PTSD is short for post-traumatic stress disorder. PTSD is a mental health condition that can develop after you experience something particularly frightening or shocking. You may develop PTSD shortly after the unsettling event, but PTSD can also develop years later.
PTSD is characterized by:
- Avoiding situations that remind you of the trauma
- A constant feeling of arousal or reactivity
- Re-experiencing the trauma (in the form of flashbacks or nightmares)
- Mood symptoms and negative emotions
To be diagnosed with PTSD, symptoms must persist for over one month.
Physiologically, people with PTSD may show an increase in heart rate and blood pressure. They may also experience physical changes in the brain, including a decrease in GABA, an increase in glutamate, lowered serotonin levels, and an overly reactive amygdala.

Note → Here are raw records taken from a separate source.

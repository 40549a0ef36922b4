//! Embedded 5×7 bitmap face.
//!
//! Each glyph is nine rows of five bits, top to bottom. Bit 4 is the
//! leftmost column. Rows 0-6 sit on or above the baseline (row 6 touches
//! it); rows 7-8 hold descenders.

/// Glyph width in cells.
pub const GLYPH_WIDTH: usize = 5;

/// Rows above the baseline (the cap height).
pub const CAP_ROWS: usize = 7;

/// Total rows including descenders.
pub const GLYPH_ROWS: usize = 9;

/// Horizontal advance per character, in cells.
pub const ADVANCE: usize = GLYPH_WIDTH + 1;

type Glyph = [u8; GLYPH_ROWS];

const fn g7(r: [u8; 7]) -> Glyph {
    [r[0], r[1], r[2], r[3], r[4], r[5], r[6], 0, 0]
}

#[rustfmt::skip]
const GLYPHS: &[(char, Glyph)] = &[
    (' ', g7([0, 0, 0, 0, 0, 0, 0])),
    ('A', g7([0b01110, 0b10001, 0b10001, 0b10001, 0b11111, 0b10001, 0b10001])),
    ('B', g7([0b11110, 0b10001, 0b10001, 0b11110, 0b10001, 0b10001, 0b11110])),
    ('C', g7([0b01110, 0b10001, 0b10000, 0b10000, 0b10000, 0b10001, 0b01110])),
    ('D', g7([0b11100, 0b10010, 0b10001, 0b10001, 0b10001, 0b10010, 0b11100])),
    ('E', g7([0b11111, 0b10000, 0b10000, 0b11110, 0b10000, 0b10000, 0b11111])),
    ('F', g7([0b11111, 0b10000, 0b10000, 0b11110, 0b10000, 0b10000, 0b10000])),
    ('G', g7([0b01110, 0b10001, 0b10000, 0b10111, 0b10001, 0b10001, 0b01111])),
    ('H', g7([0b10001, 0b10001, 0b10001, 0b11111, 0b10001, 0b10001, 0b10001])),
    ('I', g7([0b01110, 0b00100, 0b00100, 0b00100, 0b00100, 0b00100, 0b01110])),
    ('J', g7([0b00111, 0b00010, 0b00010, 0b00010, 0b00010, 0b10010, 0b01100])),
    ('K', g7([0b10001, 0b10010, 0b10100, 0b11000, 0b10100, 0b10010, 0b10001])),
    ('L', g7([0b10000, 0b10000, 0b10000, 0b10000, 0b10000, 0b10000, 0b11111])),
    ('M', g7([0b10001, 0b11011, 0b10101, 0b10101, 0b10001, 0b10001, 0b10001])),
    ('N', g7([0b10001, 0b10001, 0b11001, 0b10101, 0b10011, 0b10001, 0b10001])),
    ('O', g7([0b01110, 0b10001, 0b10001, 0b10001, 0b10001, 0b10001, 0b01110])),
    ('P', g7([0b11110, 0b10001, 0b10001, 0b11110, 0b10000, 0b10000, 0b10000])),
    ('Q', g7([0b01110, 0b10001, 0b10001, 0b10001, 0b10101, 0b10010, 0b01101])),
    ('R', g7([0b11110, 0b10001, 0b10001, 0b11110, 0b10100, 0b10010, 0b10001])),
    ('S', g7([0b01111, 0b10000, 0b10000, 0b01110, 0b00001, 0b00001, 0b11110])),
    ('T', g7([0b11111, 0b00100, 0b00100, 0b00100, 0b00100, 0b00100, 0b00100])),
    ('U', g7([0b10001, 0b10001, 0b10001, 0b10001, 0b10001, 0b10001, 0b01110])),
    ('V', g7([0b10001, 0b10001, 0b10001, 0b10001, 0b10001, 0b01010, 0b00100])),
    ('W', g7([0b10001, 0b10001, 0b10001, 0b10101, 0b10101, 0b10101, 0b01010])),
    ('X', g7([0b10001, 0b10001, 0b01010, 0b00100, 0b01010, 0b10001, 0b10001])),
    ('Y', g7([0b10001, 0b10001, 0b10001, 0b01010, 0b00100, 0b00100, 0b00100])),
    ('Z', g7([0b11111, 0b00001, 0b00010, 0b00100, 0b01000, 0b10000, 0b11111])),
    ('a', g7([0b00000, 0b00000, 0b01110, 0b00001, 0b01111, 0b10001, 0b01111])),
    ('b', g7([0b10000, 0b10000, 0b10110, 0b11001, 0b10001, 0b10001, 0b11110])),
    ('c', g7([0b00000, 0b00000, 0b01110, 0b10000, 0b10000, 0b10001, 0b01110])),
    ('d', g7([0b00001, 0b00001, 0b01101, 0b10011, 0b10001, 0b10001, 0b01111])),
    ('e', g7([0b00000, 0b00000, 0b01110, 0b10001, 0b11111, 0b10000, 0b01110])),
    ('f', g7([0b00110, 0b01001, 0b01000, 0b11100, 0b01000, 0b01000, 0b01000])),
    ('g', [0b00000, 0b00000, 0b01111, 0b10001, 0b10001, 0b10001, 0b01111, 0b00001, 0b01110]),
    ('h', g7([0b10000, 0b10000, 0b10110, 0b11001, 0b10001, 0b10001, 0b10001])),
    ('i', g7([0b00100, 0b00000, 0b01100, 0b00100, 0b00100, 0b00100, 0b01110])),
    ('j', [0b00010, 0b00000, 0b00110, 0b00010, 0b00010, 0b00010, 0b00010, 0b10010, 0b01100]),
    ('k', g7([0b10000, 0b10000, 0b10010, 0b10100, 0b11000, 0b10100, 0b10010])),
    ('l', g7([0b01100, 0b00100, 0b00100, 0b00100, 0b00100, 0b00100, 0b01110])),
    ('m', g7([0b00000, 0b00000, 0b11010, 0b10101, 0b10101, 0b10001, 0b10001])),
    ('n', g7([0b00000, 0b00000, 0b10110, 0b11001, 0b10001, 0b10001, 0b10001])),
    ('o', g7([0b00000, 0b00000, 0b01110, 0b10001, 0b10001, 0b10001, 0b01110])),
    ('p', [0b00000, 0b00000, 0b11110, 0b10001, 0b10001, 0b10001, 0b11110, 0b10000, 0b10000]),
    ('q', [0b00000, 0b00000, 0b01111, 0b10001, 0b10001, 0b10001, 0b01111, 0b00001, 0b00001]),
    ('r', g7([0b00000, 0b00000, 0b10110, 0b11001, 0b10000, 0b10000, 0b10000])),
    ('s', g7([0b00000, 0b00000, 0b01110, 0b10000, 0b01110, 0b00001, 0b11110])),
    ('t', g7([0b01000, 0b01000, 0b11100, 0b01000, 0b01000, 0b01001, 0b00110])),
    ('u', g7([0b00000, 0b00000, 0b10001, 0b10001, 0b10001, 0b10011, 0b01101])),
    ('v', g7([0b00000, 0b00000, 0b10001, 0b10001, 0b10001, 0b01010, 0b00100])),
    ('w', g7([0b00000, 0b00000, 0b10001, 0b10001, 0b10101, 0b10101, 0b01010])),
    ('x', g7([0b00000, 0b00000, 0b10001, 0b01010, 0b00100, 0b01010, 0b10001])),
    ('y', [0b00000, 0b00000, 0b10001, 0b10001, 0b10001, 0b10001, 0b01111, 0b00001, 0b01110]),
    ('z', g7([0b00000, 0b00000, 0b11111, 0b00010, 0b00100, 0b01000, 0b11111])),
    ('0', g7([0b01110, 0b10001, 0b10011, 0b10101, 0b11001, 0b10001, 0b01110])),
    ('1', g7([0b00100, 0b01100, 0b00100, 0b00100, 0b00100, 0b00100, 0b01110])),
    ('2', g7([0b01110, 0b10001, 0b00001, 0b00010, 0b00100, 0b01000, 0b11111])),
    ('3', g7([0b11111, 0b00010, 0b00100, 0b00010, 0b00001, 0b10001, 0b01110])),
    ('4', g7([0b00010, 0b00110, 0b01010, 0b10010, 0b11111, 0b00010, 0b00010])),
    ('5', g7([0b11111, 0b10000, 0b11110, 0b00001, 0b00001, 0b10001, 0b01110])),
    ('6', g7([0b00110, 0b01000, 0b10000, 0b11110, 0b10001, 0b10001, 0b01110])),
    ('7', g7([0b11111, 0b00001, 0b00010, 0b00100, 0b01000, 0b01000, 0b01000])),
    ('8', g7([0b01110, 0b10001, 0b10001, 0b01110, 0b10001, 0b10001, 0b01110])),
    ('9', g7([0b01110, 0b10001, 0b10001, 0b01111, 0b00001, 0b00010, 0b01100])),
    ('.', g7([0b00000, 0b00000, 0b00000, 0b00000, 0b00000, 0b01100, 0b01100])),
    (',', [0b00000, 0b00000, 0b00000, 0b00000, 0b00000, 0b01100, 0b00100, 0b01000, 0]),
    (':', g7([0b00000, 0b01100, 0b01100, 0b00000, 0b01100, 0b01100, 0b00000])),
    (';', [0b00000, 0b01100, 0b01100, 0b00000, 0b01100, 0b00100, 0b01000, 0, 0]),
    ('-', g7([0b00000, 0b00000, 0b00000, 0b11111, 0b00000, 0b00000, 0b00000])),
    ('_', [0, 0, 0, 0, 0, 0, 0, 0b11111, 0]),
    ('!', g7([0b00100, 0b00100, 0b00100, 0b00100, 0b00100, 0b00000, 0b00100])),
    ('?', g7([0b01110, 0b10001, 0b00001, 0b00010, 0b00100, 0b00000, 0b00100])),
    ('\'', g7([0b01100, 0b00100, 0b01000, 0b00000, 0b00000, 0b00000, 0b00000])),
    ('"', g7([0b01010, 0b01010, 0b01010, 0b00000, 0b00000, 0b00000, 0b00000])),
    ('&', g7([0b01100, 0b10010, 0b10100, 0b01000, 0b10101, 0b10010, 0b01101])),
    ('(', g7([0b00010, 0b00100, 0b01000, 0b01000, 0b01000, 0b00100, 0b00010])),
    (')', g7([0b01000, 0b00100, 0b00010, 0b00010, 0b00010, 0b00100, 0b01000])),
    ('/', g7([0b00000, 0b00001, 0b00010, 0b00100, 0b01000, 0b10000, 0b00000])),
    ('#', g7([0b01010, 0b01010, 0b11111, 0b01010, 0b11111, 0b01010, 0b01010])),
    ('+', g7([0b00000, 0b00100, 0b00100, 0b11111, 0b00100, 0b00100, 0b00000])),
    ('=', g7([0b00000, 0b00000, 0b11111, 0b00000, 0b11111, 0b00000, 0b00000])),
    ('*', g7([0b00000, 0b00100, 0b10101, 0b01110, 0b10101, 0b00100, 0b00000])),
    ('%', g7([0b11000, 0b11001, 0b00010, 0b00100, 0b01000, 0b10011, 0b00011])),
    ('•', g7([0b00000, 0b00000, 0b01110, 0b01110, 0b01110, 0b00000, 0b00000])),
];

/// Look up a glyph's rows.
pub fn glyph(c: char) -> Option<&'static Glyph> {
    GLYPHS.iter().find(|(g, _)| *g == c).map(|(_, rows)| rows)
}

/// Lit column runs in one glyph row, as `(first, last_exclusive)`.
pub fn row_runs(bits: u8) -> Vec<(usize, usize)> {
    let mut runs = Vec::new();
    let mut start = None;
    for col in 0..=GLYPH_WIDTH {
        let lit = col < GLYPH_WIDTH && bits & (1 << (GLYPH_WIDTH - 1 - col)) != 0;
        match (lit, start) {
            (true, None) => start = Some(col),
            (false, Some(s)) => {
                runs.push((s, col));
                start = None;
            }
            _ => {}
        }
    }
    runs
}
//! Star compositor.
//!
//! Places `n` five-pointed stars at random, each drawn as three stacked
//! polygons: a dark offset shadow, the palette-coloured body, and a faint
//! enlarged white glow. Stars are drawn in index order with no overlap
//! avoidance, so later stars cover earlier ones.
//!
//! Star size depends only on the star's index (see [`SIZE_TIERS`]): the
//! first few stars are always the largest, whatever the total count.

use std::f64::consts::TAU;
use std::fmt;

use rand::Rng;
use serde::{Deserialize, Serialize};

use crate::types::{centroid, sample, scale_about, Colour, Palette, Point, StarShape};

use super::Canvas;

/// Visual size class of a star.
#[derive(Debug, Clone, Copy, PartialEq, Eq, Serialize)]
#[serde(rename_all = "lowercase")]
pub enum SizeTier {
    Large,
    Medium,
    Small,
}

impl fmt::Display for SizeTier {
    fn fmt(&self, f: &mut fmt::Formatter<'_>) -> fmt::Result {
        let name = match self {
            Self::Large => "large",
            Self::Medium => "medium",
            Self::Small => "small",
        };
        f.write_str(name)
    }
}

/// One row of the tier table: stars with index below `until` (and not
/// claimed by an earlier row) get an outer radius from `size`.
#[derive(Debug, Clone, Copy, PartialEq)]
pub struct TierRule {
    pub tier: SizeTier,
    pub until: Option<usize>,
    pub size: (f64, f64),
}

/// Index-to-size table, checked in order.
pub const SIZE_TIERS: [TierRule; 3] = [
    TierRule {
        tier: SizeTier::Large,
        until: Some(3),
        size: (0.17, 0.25),
    },
    TierRule {
        tier: SizeTier::Medium,
        until: Some(8),
        size: (0.11, 0.17),
    },
    TierRule {
        tier: SizeTier::Small,
        until: None,
        size: (0.07, 0.11),
    },
];

/// The tier rule that applies to star `index`.
pub fn tier_for(index: usize) -> &'static TierRule {
    SIZE_TIERS
        .iter()
        .find(|rule| rule.until.map_or(true, |until| index < until))
        .unwrap_or(&SIZE_TIERS[SIZE_TIERS.len() - 1])
}

#[derive(Debug, Clone, PartialEq, Serialize, Deserialize)]
#[serde(default)]
pub struct StarSpec {
    pub center_x: (f64, f64),
    pub center_y: (f64, f64),
    pub rotation: (f64, f64),
    pub points: usize,
    /// Inner radius as a fraction of the outer radius.
    pub inner_ratio: f64,
    pub shadow_offset: (f64, f64),
    pub shadow_colour: Colour,
    pub shadow_alpha: f64,
    pub body_alpha: (f64, f64),
    pub glow_colour: Colour,
    pub glow_alpha: f64,
    /// Glow size relative to the body, scaled about the star centre.
    pub glow_scale: f64,
}

impl Default for StarSpec {
    fn default() -> Self {
        Self {
            center_x: (0.07, 0.93),
            center_y: (0.08, 0.92),
            rotation: (0.0, TAU),
            points: 5,
            inner_ratio: 0.4,
            shadow_offset: (-0.012, -0.012),
            shadow_colour: Colour::rgb(0.2, 0.25, 0.35),
            shadow_alpha: 0.12,
            body_alpha: (0.26, 0.72),
            glow_colour: Colour::WHITE,
            glow_alpha: 0.1,
            glow_scale: 1.01,
        }
    }
}

/// The three polygons drawn for one star, bottom to top.
#[derive(Debug, Clone, PartialEq)]
pub struct StarLayers {
    pub shadow: Vec<Point>,
    pub body: Vec<Point>,
    pub glow: Vec<Point>,
}

/// Everything sampled for one star.
#[derive(Debug, Clone, PartialEq, Serialize)]
pub struct StarPlacement {
    pub index: usize,
    pub tier: SizeTier,
    pub center: Point,
    pub size: f64,
    pub rotation: f64,
    pub palette_index: Option<usize>,
    pub colour: Colour,
    pub alpha: f64,
    #[serde(skip)]
    pub layers: StarLayers,
}

impl StarPlacement {
    /// Sample star `index`. Draw order: centre x, centre y, size, rotation,
    /// palette index, body alpha.
    pub fn sample<R: Rng + ?Sized>(
        rng: &mut R,
        index: usize,
        palette: &Palette,
        spec: &StarSpec,
    ) -> Self {
        let center = Point::new(sample(rng, spec.center_x), sample(rng, spec.center_y));
        let rule = tier_for(index);
        let size = sample(rng, rule.size);
        let rotation = sample(rng, spec.rotation);

        let (palette_index, colour) = match palette.choose(rng) {
            Some((i, c)) => (Some(i), c),
            None => (None, spec.glow_colour),
        };
        let alpha = sample(rng, spec.body_alpha);

        let body = StarShape::new(center, size)
            .with_inner(size * spec.inner_ratio)
            .with_points(spec.points)
            .with_rotation(rotation)
            .vertices();
        let (dx, dy) = spec.shadow_offset;
        let shadow = body.iter().map(|p| p.offset(dx, dy)).collect();
        let glow = scale_about(&body, centroid(&body), spec.glow_scale);

        Self {
            index,
            tier: rule.tier,
            center,
            size,
            rotation,
            palette_index,
            colour,
            alpha,
            layers: StarLayers { shadow, body, glow },
        }
    }

    /// Draw shadow, body and glow in that order.
    pub fn draw(&self, canvas: &mut Canvas, spec: &StarSpec) {
        canvas.fill_polygon(
            &self.layers.shadow,
            spec.shadow_colour.with_alpha(spec.shadow_alpha as f32),
        );
        canvas.fill_polygon(&self.layers.body, self.colour.with_alpha(self.alpha as f32));
        canvas.fill_polygon(
            &self.layers.glow,
            spec.glow_colour.with_alpha(spec.glow_alpha as f32),
        );
    }
}

/// Sample and draw `count` stars, returning their placements in draw order.
pub fn draw_stars<R: Rng + ?Sized>(
    canvas: &mut Canvas,
    rng: &mut R,
    palette: &Palette,
    spec: &StarSpec,
    count: usize,
) -> Vec<StarPlacement> {
    let mut stars = Vec::with_capacity(count);
    for index in 0..count {
        let star = StarPlacement::sample(rng, index, palette, spec);
        star.draw(canvas, spec);
        stars.push(star);
    }
    tracing::debug!(stars = stars.len(), "drew stars");
    stars
}

#[cfg(test)]
mod tests {
    use super::*;
    use crate::types::PaletteSpec;
    use rand::rngs::StdRng;
    use rand::SeedableRng;

    fn palette(seed: u64) -> Palette {
        PaletteSpec::default().generate(&mut StdRng::seed_from_u64(seed))
    }

    #[test]
    fn test_tier_thresholds() {
        assert_eq!(tier_for(0).tier, SizeTier::Large);
        assert_eq!(tier_for(2).tier, SizeTier::Large);
        assert_eq!(tier_for(3).tier, SizeTier::Medium);
        assert_eq!(tier_for(7).tier, SizeTier::Medium);
        assert_eq!(tier_for(8).tier, SizeTier::Small);
        assert_eq!(tier_for(1000).tier, SizeTier::Small);
    }

    #[test]
    fn test_tier_ranges_strictly_descend() {
        for pair in SIZE_TIERS.windows(2) {
            let (upper, lower) = (pair[0].size, pair[1].size);
            assert!(upper.0 > lower.0);
            assert!(upper.1 > lower.1);
            assert!(upper.0 >= lower.1);
        }
    }

    #[test]
    fn test_one_layer_triple_per_star() {
        let mut canvas = Canvas::new(32, 32, 72.0);
        let mut rng = StdRng::seed_from_u64(10);
        let spec = StarSpec::default();
        for count in [0, 1, 5, 14, 40] {
            let stars = draw_stars(&mut canvas, &mut rng, &palette(1), &spec, count);
            assert_eq!(stars.len(), count);
            for (i, star) in stars.iter().enumerate() {
                assert_eq!(star.index, i);
                assert_eq!(star.layers.shadow.len(), 10);
                assert_eq!(star.layers.body.len(), 10);
                assert_eq!(star.layers.glow.len(), 10);
            }
        }
    }

    #[test]
    fn test_sizes_follow_tier_of_index() {
        let mut canvas = Canvas::new(32, 32, 72.0);
        let mut rng = StdRng::seed_from_u64(77);
        let stars = draw_stars(&mut canvas, &mut rng, &palette(2), &StarSpec::default(), 20);
        for star in &stars {
            let rule = tier_for(star.index);
            assert_eq!(star.tier, rule.tier);
            assert!(star.size >= rule.size.0 && star.size < rule.size.1);
        }
    }

    #[test]
    fn test_sampled_values_within_spec() {
        let spec = StarSpec::default();
        let pal = palette(3);
        let mut rng = StdRng::seed_from_u64(5);
        for i in 0..200 {
            let star = StarPlacement::sample(&mut rng, i, &pal, &spec);
            assert!((0.07..0.93).contains(&star.center.x));
            assert!((0.08..0.92).contains(&star.center.y));
            assert!((0.0..TAU).contains(&star.rotation));
            assert!((0.26..0.72).contains(&star.alpha));
            let index = star.palette_index.unwrap();
            assert_eq!(pal.get(index), Some(star.colour));
        }
    }

    #[test]
    fn test_shadow_is_offset_copy_of_body() {
        let spec = StarSpec::default();
        let mut rng = StdRng::seed_from_u64(6);
        let star = StarPlacement::sample(&mut rng, 0, &palette(4), &spec);
        for (s, b) in star.layers.shadow.iter().zip(&star.layers.body) {
            assert!((s.x - (b.x - 0.012)).abs() < 1e-12);
            assert!((s.y - (b.y - 0.012)).abs() < 1e-12);
        }
    }

    #[test]
    fn test_glow_shares_centre_and_is_larger() {
        let spec = StarSpec::default();
        let mut rng = StdRng::seed_from_u64(9);
        let star = StarPlacement::sample(&mut rng, 4, &palette(5), &spec);
        assert!(centroid(&star.layers.glow).distance(star.center) < 1e-12);
        let body_r = star.layers.body[0].distance(star.center);
        let glow_r = star.layers.glow[0].distance(star.center);
        assert!((glow_r / body_r - 1.01).abs() < 1e-9);
    }

    #[test]
    fn test_empty_palette_uses_glow_colour() {
        let spec = StarSpec::default();
        let mut rng = StdRng::seed_from_u64(0);
        let star = StarPlacement::sample(&mut rng, 0, &Palette::default(), &spec);
        assert_eq!(star.palette_index, None);
        assert_eq!(star.colour, Colour::WHITE);
    }

    #[test]
    fn test_later_star_drawn_on_top() {
        let mut canvas = Canvas::new(64, 64, 72.0);
        canvas.fill(Colour::WHITE);
        let spec = StarSpec {
            center_x: (0.5, 0.5),
            center_y: (0.5, 0.5),
            body_alpha: (1.0, 1.0),
            glow_alpha: 0.0,
            shadow_alpha: 0.0,
            ..StarSpec::default()
        };
        let red = Palette::new(vec![Colour::rgb(1.0, 0.0, 0.0)]);
        let blue = Palette::new(vec![Colour::rgb(0.0, 0.0, 1.0)]);
        let mut rng = StdRng::seed_from_u64(0);

        StarPlacement::sample(&mut rng, 0, &red, &spec).draw(&mut canvas, &spec);
        StarPlacement::sample(&mut rng, 1, &blue, &spec).draw(&mut canvas, &spec);

        assert_eq!(canvas.get(32, 32).unwrap().to_rgba8(), [0, 0, 255, 255]);
    }
}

At one time, PTSD was referred to as shell-shock since soldiers often experience PTSD after their time in military service. However, we now recognize that PTSD can develop due to any traumatic event, not just war.
Who Is at Risk of Developing PTSD?
Anyone can develop PTSD. This disorder affects men, women, and children every day. About 15 million adults have PTSD during any given year.
It’s important to remember that developing PTSD and seeking treatment for it is not a sign of weakness. On the contrary, therapy can help people learn to manage their PTSD symptoms over time.